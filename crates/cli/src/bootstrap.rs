//! Build the collaborators and the `Assistant` from configuration.

use carebridge_agent::{Assistant, Collaborators, build_assistant};
use carebridge_config::{AppConfig, RecordsBackend};
use carebridge_core::event::{DomainEvent, EventBus};
use carebridge_core::patient::RecordStore;
use carebridge_core::provider::Provider;
use carebridge_core::tool::KnowledgeRetriever;
use carebridge_knowledge::{IndexedRetriever, KnowledgeIndex};
use carebridge_records::{InMemoryRecordStore, SqliteRecordStore};
use std::path::Path;
use std::sync::Arc;
use tokio::sync::broadcast::error::RecvError;
use tracing::{debug, info, warn};

type BoxError = Box<dyn std::error::Error>;

/// The language-model roles, each `None` when its provider has no credentials.
pub struct Providers {
    pub synthesizer: Option<Arc<dyn Provider>>,
    pub embedder: Option<Arc<dyn Provider>>,
}

fn has_credentials(config: &AppConfig, name: &str) -> bool {
    name == "ollama"
        || config.has_api_key()
        || config
            .providers
            .get(name)
            .is_some_and(|p| p.api_key.is_some())
}

pub fn providers(config: &AppConfig) -> Providers {
    let router = carebridge_providers::build_from_config(config);

    let synthesizer = if has_credentials(config, &config.default_provider) {
        router.default()
    } else {
        warn!("No API key configured; answers will be extractive");
        None
    };

    let embedding_provider = config.knowledge.embedding_provider.as_deref();
    let embedder_name = embedding_provider.unwrap_or(&config.default_provider);
    let embedder = match &config.knowledge.embedding_model {
        None => None,
        Some(_) if has_credentials(config, embedder_name) => router.select(embedding_provider),
        Some(model) => {
            warn!(%model, "No API key for the embedding provider; retrieval uses keyword scoring");
            None
        }
    };

    Providers {
        synthesizer,
        embedder,
    }
}

pub fn sqlite_url(path: &Path) -> String {
    format!("sqlite://{}", path.display())
}

pub async fn records(config: &AppConfig) -> Result<Arc<dyn RecordStore>, BoxError> {
    let path = &config.records.path;
    let store: Arc<dyn RecordStore> = match config.records.backend {
        RecordsBackend::Json if !path.exists() => {
            warn!(path = %path.display(), "Patient records file not found; starting with no records");
            Arc::new(InMemoryRecordStore::new())
        }
        RecordsBackend::Json => Arc::new(InMemoryRecordStore::load_json(path).await?),
        RecordsBackend::Sqlite => Arc::new(SqliteRecordStore::new(&sqlite_url(path)).await?),
    };
    Ok(store)
}

pub async fn retriever(
    config: &AppConfig,
    embedder: Option<&Arc<dyn Provider>>,
) -> Result<Arc<dyn KnowledgeRetriever>, BoxError> {
    let path = &config.knowledge.index_path;
    let retriever = if path.exists() {
        IndexedRetriever::open(path).await?
    } else {
        warn!(
            path = %path.display(),
            "Knowledge index not found; run `carebridge ingest` first. Every question will go to web search"
        );
        IndexedRetriever::new(KnowledgeIndex::empty())
    };

    let retriever = match (&config.knowledge.embedding_model, embedder) {
        (Some(model), Some(embedder)) if retriever.index().has_embeddings() => {
            retriever.with_embedder(embedder.clone(), model.clone())
        }
        _ => retriever,
    };
    info!(chunks = retriever.index().len(), "Knowledge index ready");
    Ok(Arc::new(retriever))
}

/// Wire the whole assistant and start a background task that mirrors
/// domain events into the log.
pub async fn assistant(config: &AppConfig) -> Result<Arc<Assistant>, BoxError> {
    let Providers {
        synthesizer,
        embedder,
    } = providers(config);
    let records = records(config).await?;
    let retriever = retriever(config, embedder.as_ref()).await?;
    let web = carebridge_tools::from_config(&config.web_search);

    let event_bus = Arc::new(EventBus::default());
    spawn_event_logger(&event_bus);

    let assistant = build_assistant(
        config,
        Collaborators {
            records,
            retriever,
            web,
            provider: synthesizer,
        },
        event_bus,
    );
    Ok(Arc::new(assistant))
}

fn spawn_event_logger(bus: &EventBus) {
    let mut rx = bus.subscribe();
    tokio::spawn(async move {
        loop {
            let event = match rx.recv().await {
                Ok(event) => event,
                Err(RecvError::Lagged(skipped)) => {
                    warn!(skipped, "Audit log lagging behind events");
                    continue;
                }
                Err(RecvError::Closed) => break,
            };
            match &*event {
                DomainEvent::TurnAppended {
                    session_id,
                    role,
                    source_agent,
                    content_preview,
                    ..
                } => debug!(
                    target: "carebridge::audit",
                    session_id = %session_id, ?role, ?source_agent, content = %content_preview,
                    "interaction"
                ),
                DomainEvent::ToolInvoked {
                    agent,
                    tool_name,
                    success,
                    duration_ms,
                    ..
                } => debug!(
                    target: "carebridge::audit",
                    %agent, tool = %tool_name, success, duration_ms,
                    "tool invoked"
                ),
                DomainEvent::DispatchFailed {
                    session_id,
                    agent,
                    error_message,
                    ..
                } => warn!(
                    target: "carebridge::audit",
                    session_id = %session_id, %agent, error = %error_message,
                    "dispatch failed"
                ),
                DomainEvent::HandoffCompleted { .. } | DomainEvent::RetrievalAttempted { .. } => {}
            }
        }
    });
}

#[cfg(test)]
mod tests {
    use super::*;

    #[test]
    fn no_key_means_extractive_and_keyword_only() {
        let mut config = AppConfig::default();
        config.knowledge.embedding_model = Some("text-embedding-004".into());

        let providers = providers(&config);
        assert!(providers.synthesizer.is_none());
        assert!(providers.embedder.is_none());
    }

    #[test]
    fn embedder_can_come_from_a_local_provider() {
        let mut config = AppConfig::default();
        config.knowledge.embedding_model = Some("nomic-embed-text".into());
        config.knowledge.embedding_provider = Some("ollama".into());

        let providers = providers(&config);
        assert!(providers.synthesizer.is_none());
        assert_eq!(providers.embedder.unwrap().name(), "ollama");
    }

    #[test]
    fn shared_key_serves_both_roles() {
        let mut config = AppConfig::default();
        config.api_key = Some("key".into());
        config.knowledge.embedding_model = Some("text-embedding-004".into());

        let providers = providers(&config);
        assert_eq!(providers.synthesizer.unwrap().name(), "gemini");
        assert_eq!(providers.embedder.unwrap().name(), "gemini");
    }

    #[test]
    fn no_embedding_model_means_no_embedder() {
        let mut config = AppConfig::default();
        config.api_key = Some("key".into());
        assert!(providers(&config).embedder.is_none());
    }
}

• • • •

Work request
Which lines of the entries above contain the string "will"? Copy each one.

Final answer
        warn!("No API key configured; answers will be extractive");
            "Knowledge index not found; run `carebridge ingest` first. Every question will go to web search"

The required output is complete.